Your instructions
The job is to output each record again, character for character.

Segment Start: Data excerpts

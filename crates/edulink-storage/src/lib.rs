//! # Edulink Storage
//!
//! Local durable storage for the Edulink client.
//!
//! - [`kv`]: string key → string value storage trait with file and in-memory backends
//! - [`keys`]: the keys this client writes
//! - [`profile_store`]: the user profile, registered student IDs and other local records
//!
//! # Example
//!
//! ```ignore
//! use std::sync::Arc;
//! use edulink_storage::{FileStorage, ProfileStore};
//!
//! let store = ProfileStore::new(Arc::new(FileStorage::new(".edulink")));
//! store.init()?;
//! if let Some(profile) = store.load()? {
//!     println!("{}", profile.name);
//! }
//! ```

pub mod keys;
pub mod kv;
pub mod profile_store;

pub use kv::{FileStorage, KeyValueStorage, MemoryStorage, StorageError};
pub use profile_store::ProfileStore;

Segment End: Data excerpts

Worked solution
filename crates/edulink-storage/src/lib.rs
//! # Edulink Storage
//!
//! Local durable storage for the Edulink client.
//!
//! - [`kv`]: string key → string value storage trait with file and in-memory backends
//! - [`keys`]: the keys this client writes
//! - [`profile_store`]: the user profile, registered student IDs and other local records
//!
//! # Example
//!
//! ```ignore
//! use std::sync::Arc;
//! use edulink_storage::{FileStorage, ProfileStore};
//!
//! let store = ProfileStore::new(Arc::new(FileStorage::new(".edulink")));
//! store.init()?;
//! if let Some(profile) = store.load()? {
//!     println!("{}", profile.name);
//! }
//! ```

pub mod keys;
pub mod kv;
pub mod profile_store;

pub use kv::{FileStorage, KeyValueStorage, MemoryStorage, StorageError};
pub use profile_store::ProfileStore;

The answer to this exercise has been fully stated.